Вечером в Каннах. Уже совсем темно, только Круазетт в огнях, отели на фоне черных гор неправдоподобной красоты, искрятся как елки в Рождество. Вадик, конечно, устремился в казино. Но даже просто за вход надо заплатить (50 франков), поэтому я, как неиграющая, решила не ходить и прогуляться по набережной. Договорились, что я зайду за ним через два часа. Скамейки пустые, народу немного, я долго сидела одна, слушала, как странно и грустно звенят рейки на парусах у яхт, и наподобие антифона — хлюпанье, шуршанье волн о камни. Пошел дождь, несильный, предупреждающий, где-то на горизонте над морем и молнии поблескивали. Стало зябко — ведь вышли мы рано, я была просто в майке, быстро промокла. Вернулась в казино, вижу: Вадик стоит в холле у guichet и вынимает деньги. Наверное, уже не в первый раз. Проигрался. Пришлось устроить маленький скандал в стиле Анны Григорьевны Сниткиной и вытащить его оттуда. Со мной не разговаривал. Но вскоре, заметив мой жалкий, промокший вид, обрел свой всегдашний купеческий размах: «Давай сейчас на Круазетт купим тебе свитер!» И купили! В шикарном магазине для шейхов (судя по ценам), с продавщицами, годящимися в топ-модели, красивый кашемировый свитер, правда, раз в пять дороже, чем такой же в Париже. Дождь за это время превратился в ливень, отчаянно похолодало, ведь, что ни говори, осень, октябрь! Взяли такси и почти под отвесными струями, разбрызгивая лужи, быстро доехали до своего антибского дома. Я думала: значит, все, так Антиб прощается со мной. Но на другой день — снова ослепительное солнце, голубые мусорные пакеты на пляже подсохли, трепещут, «бой бабочек» в полном разгаре…
…Накануне моего отъезда поздно вечером уже вдвоем прошлись вдоль набережной, мимо бастиона, мимо старушек Кузьмичевых (показалось, что кто-то на втором этаже игрушечного их домика пил чай — не они ли?), вышли на Шафрановую площадь (Safrannier), она внизу, гораздо ниже высокой в этом месте набережной, вся уставлена столиками и подсвечена. Но как ни искали свободного места — не нашли. Ладно, поужинаем здесь в будущем году, надо что-то оставить неисполненным, как отложили мы на другой год Британский музей — даже не зашли. Пробирались каким-то заросшим проулочком, весь увит плющом, к бухте, чтобы посмотреть на яхты, и вдруг остановились как вкопанные: чуть подсвечена на старом доме плита, чтобы прочесть надпись, надо раздвинуть стебли плюща. «В этом доме Казандзакис окончил свои дни». И ниже цитата: «Не жди. Не бойся. Не проси». «И я бы хотел такую эпитафию», — сказал Вадик.

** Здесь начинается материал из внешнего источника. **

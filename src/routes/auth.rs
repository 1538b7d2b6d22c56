use actix_web::{HttpRequest, HttpResponse, Result as ActixResult, web};
use once_cell::sync::Lazy;

use crate::middlewares;
use crate::services::AuthService;

// 懒加载的全局 AuthService 实例
static AUTH_SERVICE: Lazy<AuthService> = Lazy::new(AuthService::new_lazy);

pub async fn verify_token(request: HttpRequest) -> ActixResult<HttpResponse> {
    AUTH_SERVICE.verify_token(&request).await
}

pub async fn get_session(request: HttpRequest) -> ActixResult<HttpResponse> {
    AUTH_SERVICE.get_session(&request).await
}

// 配置路由
pub fn configure_auth_routes(cfg: &mut web::ServiceConfig) {
    cfg.service(
        web::scope("/api/v1/auth")
            .wrap(middlewares::RequireJWT)
            .route("/verify-token", web::get().to(verify_token))
            .route("/me", web::get().to(get_session)),
    );
}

В бухте, где форт, где и расположен, собственно, порт Антиб, на причале сотни роскошных освещенных яхт, огромных, есть и под русскими и украинскими флагами. Наши миллионеры? Кое-где музыка, освещенные окна, пьют вино, женщины в туалетах курят на палубе. Непонятная жизнь. Как Аня говорила с недоумением в Сан-Сите: «Ирка, это какая-то ненастоящая жизнь!» И тонко, странно звенят металлические рейки — гоголевская «струна в тумане»…
Сегодня после обеда уезжаю. Утром купались. Вадик заплыл далеко, что-то кричал мне из воды непонятное. С трудом разобрала: «Ура! Сегодня 18 октября! А вода 22 градуса! Это — Антиб!!»